BEING away from home provides some perspective on the scope
of the Kris-Joey breakup. On the lurid topic, my mailbox was
swamped with all sorts of messages that far outnumbered all
the junk mail I now receive regularly from presidential aspirants.
From the quiet retreat of Kyoto, I could imagine how the world
stopped in the Philippines for Kris Aquino and Joey Marquez.
Some readers suggested I hook on the topic and write on Juan
Luna who also poked a gun on his wife during a jealous rage.
The main difference here is that Luna actually pulled the
trigger and murdered both Mrs. Luna and his meddlesome mother-in-law.
Other readers requested a column on heroes with sexually
transmitted disease, and all I could think of were the rumors,
floated by Apolinario Mabini's political enemies, suggesting
that our Sublime Paralytic was syphilitic. Post mortem autopsy
has ruled out STD. Mabini's legs became useless due to polio.
Yet the syphilis rumor is so hard to dispel. Given my limited
experience, I cannot convince those who have made up their
mind that one does not become a cripple due to venereal disease.
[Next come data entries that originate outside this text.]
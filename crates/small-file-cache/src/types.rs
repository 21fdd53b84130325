//! Cache record types

use chrono::{DateTime, Utc};
use serde::{Deserialize, Serialize};

/// Metadata for one cached file, keyed by its logical path
#[derive(Debug, Clone, Serialize, Deserialize)]
pub struct CacheEntry {
    /// Opaque identifier of the original file; not validated as a real path
    pub logical_path: String,
    /// Byte length of the cached content at insertion time
    pub size_bytes: u64,
    /// First 16 hex characters of the SHA-256 of the content
    pub content_hash: String,
    /// Starts at 1 on insertion, incremented on every successful read
    pub access_count: u64,
    /// Updated on insertion and every successful read; drives eviction order
    pub last_access_time: DateTime<Utc>,
    /// On-disk object name, `{content_hash}_{basename(logical_path)}`
    pub storage_key: String,
}

/// Statistics about the cache
///
/// Consumed by monitoring; field names and semantics are stable.
#[derive(Debug, Clone, Serialize, Deserialize)]
pub struct CacheStats {
    pub total_cached_files: usize,
    pub current_cache_size_bytes: u64,
    pub cache_limit_bytes: u64,
    pub cache_utilization_percent: f64,
    pub avg_file_size_bytes: f64,
    /// Top entries by access count descending, ties by insertion order
    pub most_accessed_files: Vec<(String, u64)>,
}

#[cfg(test)]
mod tests {
    use super::*;

    #[test]
    fn test_cache_entry_serialization() {
        let entry = CacheEntry {
            logical_path: "episodes/0042/pose.json".to_string(),
            size_bytes: 512,
            content_hash: "0123456789abcdef".to_string(),
            access_count: 3,
            last_access_time: Utc::now(),
            storage_key: "0123456789abcdef_pose.json".to_string(),
        };

        let json = serde_json::to_string(&entry).unwrap();
        assert!(json.contains("episodes/0042/pose.json"));
        assert!(json.contains("512"));

        let deserialized: CacheEntry = serde_json::from_str(&json).unwrap();
        assert_eq!(deserialized.logical_path, entry.logical_path);
        assert_eq!(deserialized.size_bytes, entry.size_bytes);
        assert_eq!(deserialized.access_count, entry.access_count);
        assert_eq!(deserialized.storage_key, entry.storage_key);
    }

    #[test]
    fn test_cache_entry_ignores_unknown_fields() {
        let json = r#"{
            "logical_path": "a.json",
            "size_bytes": 10,
            "content_hash": "deadbeefdeadbeef",
            "access_count": 1,
            "last_access_time": "2026-01-01T00:00:00Z",
            "storage_key": "deadbeefdeadbeef_a.json",
            "some_future_field": true
        }"#;

        let entry: CacheEntry = serde_json::from_str(json).unwrap();
        assert_eq!(entry.logical_path, "a.json");
        assert_eq!(entry.size_bytes, 10);
    }

    #[test]
    fn test_cache_entry_missing_field_fails() {
        // No storage_key
        let json = r#"{
            "logical_path": "a.json",
            "size_bytes": 10,
            "content_hash": "deadbeefdeadbeef",
            "access_count": 1,
            "last_access_time": "2026-01-01T00:00:00Z"
        }"#;

        assert!(serde_json::from_str::<CacheEntry>(json).is_err());
    }
}
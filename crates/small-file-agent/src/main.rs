//! Small-file cache agent
//!
//! Long-running process that owns a cache instance and drives its
//! periodic maintenance: every interval it persists the metadata
//! snapshot and logs cache statistics. Ctrl-C triggers a final persist
//! before exit.

use small_file_cache::{CacheConfig, CacheManager};
use std::time::Duration;
use tracing::{info, warn};
use tracing_subscriber::{prelude::*, EnvFilter};

const DEFAULT_REPORT_INTERVAL_SECS: u64 = 60;

#[tokio::main]
async fn main() -> Result<(), Box<dyn std::error::Error>> {
    // Initialize logging
    let env_filter =
        EnvFilter::from_default_env().add_directive("small_file_agent=info".parse()?);

    // Use JSON format for GCP Cloud Logging when LOG_FORMAT=json
    if std::env::var("LOG_FORMAT")
        .map(|v| v == "json")
        .unwrap_or(false)
    {
        tracing_subscriber::registry()
            .with(env_filter)
            .with(tracing_stackdriver::layer())
            .init();
    } else {
        tracing_subscriber::fmt().with_env_filter(env_filter).init();
    };

    info!("Starting small-file cache agent...");

    let config = CacheConfig::from_env()?;
    let interval_secs = std::env::var("REPORT_INTERVAL_SECS")
        .ok()
        .and_then(|s| s.parse::<u64>().ok())
        .unwrap_or(DEFAULT_REPORT_INTERVAL_SECS);

    let cache = CacheManager::new(config).await?;

    let mut ticker = tokio::time::interval(Duration::from_secs(interval_secs));
    // The first tick fires immediately; report once at startup, then
    // on the cadence.
    loop {
        tokio::select! {
            _ = ticker.tick() => {
                let stats = cache.stats().await;
                info!(
                    "Cache stats: {} files, {} bytes, {:.1}% utilized",
                    stats.total_cached_files,
                    stats.current_cache_size_bytes,
                    stats.cache_utilization_percent
                );

                if let Err(err) = cache.persist().await {
                    warn!(error = %err, "Failed to persist metadata snapshot");
                }
            }
            _ = tokio::signal::ctrl_c() => {
                info!("Shutting down, persisting metadata...");
                cache.persist().await?;
                break;
            }
        }
    }

    Ok(())
}
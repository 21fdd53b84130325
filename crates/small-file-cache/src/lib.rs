//! Size-bounded, content-addressed cache for small robotics data files
//!
//! Sits in front of a bulk object store and keeps small structured files
//! (pose records, gripper states, configs) on local disk with in-memory
//! metadata tracking, LRU eviction against a byte capacity, and a JSON
//! metadata snapshot that survives restarts.

pub mod cache;
pub mod config;
pub mod error;
pub mod eviction;
pub mod index;
pub mod store;
pub mod types;

pub use cache::CacheManager;
pub use config::{parse_size, CacheConfig};
pub use error::{CacheError, Result, StorageError};
pub use eviction::EvictionPolicy;
pub use index::MetadataIndex;
pub use store::ContentStore;
pub use types::{CacheEntry, CacheStats};
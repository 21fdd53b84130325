//! Cache configuration parsed from environment variables

use crate::error::{CacheError, Result};
use std::env;
use std::path::PathBuf;

const DEFAULT_THRESHOLD: u64 = 1_048_576; // 1MB
const DEFAULT_CACHE_SIZE: &str = "1GB";
const DEFAULT_LOW_WATER_FRACTION: f64 = 0.8;

/// Cache configuration
#[derive(Debug, Clone)]
pub struct CacheConfig {
    /// Root directory holding stored objects and the metadata snapshot
    pub cache_dir: PathBuf,
    /// Maximum size of an individual cacheable file, in bytes
    pub small_file_threshold: u64,
    /// Maximum total bytes held by the cache
    pub cache_size_limit: u64,
    /// Fraction of the capacity eviction sweeps down to
    pub low_water_fraction: f64,
}

impl CacheConfig {
    /// Parse configuration from environment variables
    ///
    /// Defaults: `CACHE_DIR=./cache`, `SMALL_FILE_THRESHOLD=1048576`,
    /// `CACHE_SIZE=1GB`. A variable that is present but malformed is a
    /// startup failure, not a silent default.
    pub fn from_env() -> Result<Self> {
        let cache_dir = env::var("CACHE_DIR")
            .map(PathBuf::from)
            .unwrap_or_else(|_| PathBuf::from("./cache"));

        let small_file_threshold = match env::var("SMALL_FILE_THRESHOLD") {
            Ok(s) => s
                .trim()
                .parse::<u64>()
                .map_err(|_| CacheError::InvalidSizeFormat(s))?,
            Err(_) => DEFAULT_THRESHOLD,
        };

        let cache_size_limit = match env::var("CACHE_SIZE") {
            Ok(s) => parse_size(&s)?,
            Err(_) => parse_size(DEFAULT_CACHE_SIZE)?,
        };

        Ok(Self {
            cache_dir,
            small_file_threshold,
            cache_size_limit,
            low_water_fraction: DEFAULT_LOW_WATER_FRACTION,
        })
    }
}

/// Parse a human-readable size string like "1GB" into a byte count
///
/// Accepts a numeric prefix followed by `B`, `KB`, `MB`, or `GB`
/// (case-insensitive), or a bare integer byte count.
pub fn parse_size(text: &str) -> Result<u64> {
    let upper = text.trim().to_uppercase();

    // Longest suffix first so "1KB" binds to KB, not B.
    const UNITS: [(&str, u64); 4] = [
        ("KB", 1024),
        ("MB", 1024 * 1024),
        ("GB", 1024 * 1024 * 1024),
        ("B", 1),
    ];

    for (suffix, multiplier) in UNITS {
        if let Some(prefix) = upper.strip_suffix(suffix) {
            let value = prefix
                .trim()
                .parse::<u64>()
                .map_err(|_| CacheError::InvalidSizeFormat(text.to_string()))?;
            return value
                .checked_mul(multiplier)
                .ok_or_else(|| CacheError::InvalidSizeFormat(text.to_string()));
        }
    }

    upper
        .parse::<u64>()
        .map_err(|_| CacheError::InvalidSizeFormat(text.to_string()))
}

#[cfg(test)]
mod tests {
    use super::*;

    #[test]
    fn test_parse_size_units() {
        assert_eq!(parse_size("512B").unwrap(), 512);
        assert_eq!(parse_size("1KB").unwrap(), 1024);
        assert_eq!(parse_size("2MB").unwrap(), 2 * 1024 * 1024);
        assert_eq!(parse_size("1GB").unwrap(), 1024 * 1024 * 1024);
    }

    #[test]
    fn test_parse_size_case_insensitive() {
        assert_eq!(parse_size("1gb").unwrap(), 1024 * 1024 * 1024);
        assert_eq!(parse_size("10Mb").unwrap(), 10 * 1024 * 1024);
    }

    #[test]
    fn test_parse_size_bare_integer() {
        assert_eq!(parse_size("1048576").unwrap(), 1_048_576);
    }

    #[test]
    fn test_parse_size_invalid() {
        assert!(matches!(
            parse_size("lots"),
            Err(CacheError::InvalidSizeFormat(_))
        ));
        assert!(matches!(
            parse_size("12TB"),
            Err(CacheError::InvalidSizeFormat(_))
        ));
        assert!(matches!(
            parse_size(""),
            Err(CacheError::InvalidSizeFormat(_))
        ));
        assert!(matches!(
            parse_size("-5MB"),
            Err(CacheError::InvalidSizeFormat(_))
        ));
    }
}
//! Error types for the small-file cache

use std::fmt;

/// Faults from the on-disk content store
#[derive(Debug)]
pub enum StorageError {
    /// No object exists under the given storage key
    NotFound(String),
    /// Writing an object (or its temp file / rename) failed
    WriteFailed(std::io::Error),
    /// Reading an existing object failed for a reason other than absence
    ReadFailed(std::io::Error),
}

impl fmt::Display for StorageError {
    fn fmt(&self, f: &mut fmt::Formatter<'_>) -> fmt::Result {
        match self {
            StorageError::NotFound(key) => write!(f, "object not found: {}", key),
            StorageError::WriteFailed(err) => write!(f, "object write failed: {}", err),
            StorageError::ReadFailed(err) => write!(f, "object read failed: {}", err),
        }
    }
}

impl std::error::Error for StorageError {
    fn source(&self) -> Option<&(dyn std::error::Error + 'static)> {
        match self {
            StorageError::WriteFailed(err) | StorageError::ReadFailed(err) => Some(err),
            StorageError::NotFound(_) => None,
        }
    }
}

/// Top-level error type for cache operations
#[derive(Debug)]
pub enum CacheError {
    /// Malformed size/threshold configuration string; fatal at startup
    InvalidSizeFormat(String),
    /// Content store fault surfaced by a cache write
    Storage(StorageError),
    /// Metadata snapshot unreadable or structurally malformed
    MetadataCorrupt(String),
}

impl fmt::Display for CacheError {
    fn fmt(&self, f: &mut fmt::Formatter<'_>) -> fmt::Result {
        match self {
            CacheError::InvalidSizeFormat(text) => {
                write!(f, "invalid size format: {:?}", text)
            }
            CacheError::Storage(err) => write!(f, "storage error: {}", err),
            CacheError::MetadataCorrupt(msg) => write!(f, "metadata corrupt: {}", msg),
        }
    }
}

impl std::error::Error for CacheError {
    fn source(&self) -> Option<&(dyn std::error::Error + 'static)> {
        match self {
            CacheError::Storage(err) => Some(err),
            _ => None,
        }
    }
}

impl From<StorageError> for CacheError {
    fn from(err: StorageError) -> Self {
        CacheError::Storage(err)
    }
}

pub type Result<T> = std::result::Result<T, CacheError>;
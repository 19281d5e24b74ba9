use std::process::Command;

fn main() {
    let build_date = chrono::Utc::now().format("%Y-%m-%d").to_string();
    println!("cargo:rustc-env=DIRSYNC_BUILD_DATE={}", build_date);

    let git_hash = git(&["rev-parse", "--short", "HEAD"]).unwrap_or_else(|| "unknown".to_string());
    println!("cargo:rustc-env=DIRSYNC_GIT_HASH={}", git_hash);

    println!("cargo:rerun-if-changed=.git/HEAD");
    println!("cargo:rerun-if-changed=.git/refs/heads/");
}

fn git(args: &[&str]) -> Option<String> {
    let output = Command::new("git").args(args).output().ok()?;
    if !output.status.success() {
        return None;
    }
    let value = String::from_utf8_lossy(&output.stdout).trim().to_string();
    (!value.is_empty()).then_some(value)
}
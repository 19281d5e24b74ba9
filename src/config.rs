//! Configuration management module
//!
//! Settings come from a YAML file, then `DIRSYNC_*` environment variables,
//! then command-line flags, each layer overriding the previous one.

use anyhow::{Context, Result};
use dirsync_kv_store::StoreConfig;
use serde::{Deserialize, Serialize};

pub const ENV_STORE_URL: &str = "DIRSYNC_STORE_URL";
pub const ENV_SCAN_COUNT: &str = "DIRSYNC_SCAN_COUNT";

#[derive(Clone, Debug, Default, PartialEq, Eq, Serialize, Deserialize)]
#[serde(default)]
pub struct Config {
    pub store: StoreConfig,
}

impl Config {
    pub fn from_yaml(content: &str) -> Result<Self> {
        serde_yaml::from_str(content).context("Failed to parse config file")
    }

    /// Applies environment overrides read through `lookup`.
    pub fn apply_env_overrides<F>(&mut self, lookup: F) -> Result<()>
    where
        F: Fn(&str) -> Option<String>,
    {
        if let Some(url) = lookup(ENV_STORE_URL).filter(|url| !url.trim().is_empty()) {
            self.store.url = url.trim().to_string();
        }
        if let Some(raw) = lookup(ENV_SCAN_COUNT) {
            let count: usize = raw
                .trim()
                .parse()
                .with_context(|| format!("{ENV_SCAN_COUNT} must be a positive integer, got '{raw}'"))?;
            self.store = self.store.clone().with_scan_count(count);
        }
        Ok(())
    }
}
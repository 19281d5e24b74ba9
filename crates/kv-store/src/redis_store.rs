use std::sync::Arc;

use async_trait::async_trait;
use redis::aio::ConnectionManager;
use redis::AsyncCommands;
use tracing::debug;

use crate::api::{KvStore, ScanPage};
use crate::config::StoreConfig;
use crate::errors::{StoreErrKind, StoreError, StoreResult};
use crate::scan::scan_pattern;

/// Redis/Valkey-backed store sharing a single multiplexed connection.
#[derive(Clone)]
pub struct RedisStore {
    manager: ConnectionManager,
    url: Arc<String>,
    scan_count: usize,
}

impl RedisStore {
    pub async fn connect(config: &StoreConfig) -> StoreResult<Self> {
        let client = redis::Client::open(config.url.as_str()).map_err(|err| {
            StoreErrKind::InvalidConfig(format!("redis url '{}': {err}", config.url))
        })?;
        let manager = ConnectionManager::new(client).await.map_err(|err| {
            StoreErrKind::Unavailable(format!("redis connect {}: {err}", config.url))
        })?;
        debug!(url = %config.url, "redis connection established");
        Ok(Self {
            manager,
            url: Arc::new(config.url.clone()),
            scan_count: config.scan_count.max(1),
        })
    }

    pub fn url(&self) -> &str {
        self.url.as_str()
    }
}

#[async_trait]
impl KvStore for RedisStore {
    async fn ping(&self) -> StoreResult<()> {
        let mut conn = self.manager.clone();
        let _: String = redis::cmd("PING")
            .query_async(&mut conn)
            .await
            .map_err(|err| StoreErrKind::Unavailable(format!("redis ping {}: {err}", self.url)))?;
        Ok(())
    }

    async fn put(&self, key: &str, value: &[u8]) -> StoreResult<()> {
        let mut conn = self.manager.clone();
        conn.set::<_, _, ()>(key, value)
            .await
            .map_err(|err| StoreError::command("redis set", err))
    }

    async fn get(&self, key: &str) -> StoreResult<Option<Vec<u8>>> {
        let mut conn = self.manager.clone();
        let value: Option<Vec<u8>> = conn
            .get(key)
            .await
            .map_err(|err| StoreError::command("redis get", err))?;
        Ok(value)
    }

    async fn scan_page(&self, namespace: &str, cursor: u64) -> StoreResult<ScanPage> {
        let mut conn = self.manager.clone();
        let (cursor, keys): (u64, Vec<String>) = redis::cmd("SCAN")
            .arg(cursor)
            .arg("MATCH")
            .arg(scan_pattern(namespace))
            .arg("COUNT")
            .arg(self.scan_count)
            .query_async(&mut conn)
            .await
            .map_err(|err| StoreError::command("redis scan", err))?;
        Ok(ScanPage { cursor, keys })
    }
}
Even castrati can sing and walk.
To get fresh air and ideas, I walked aimlessly around Kyoto
and noticed three things: golden Billiken statues in antique
shops, shaved ice and mongo in small restaurants and children
playing Jak en Poy. All of the above were introduced in the
Philippines at some point. The only question is whether we
can trace their origins back to Japan.
"Mongo con hielo" and "halo-halo" are
so much part of Philippine cuisine, we think they have been
there forever, that these were probably indigenous. Halo-halo
needed ice and the Philippines got its first taste of ice
in the 19th century, when an ice ship carrying crystal clear
blocks of ice from Wenham Lake, USA made a quick stopover
in Manila before proceeding to India. Thus, halo-halo cannot
be traced all the way back to pre-Spanish times. I don't think
it was economical in the 19th century to shave imported ice
into halo-halo, so perhaps we can date it to the turn of the
20th century when the Americans established the Insular Ice
Plant by the Pasig. I presume Japanese settlers introduced
mongo con hielo, which developed into that fantasy of mixed
colors -- candied banana, assorted beans, leche flan, ube
ice cream -- that we know today as halo-halo. Tracing food
origins can sometimes lead to some surprises as most Filipinos
do not know that corn and chico are just some of the crops
introduced in the Philippines by the Spaniards from Mexico.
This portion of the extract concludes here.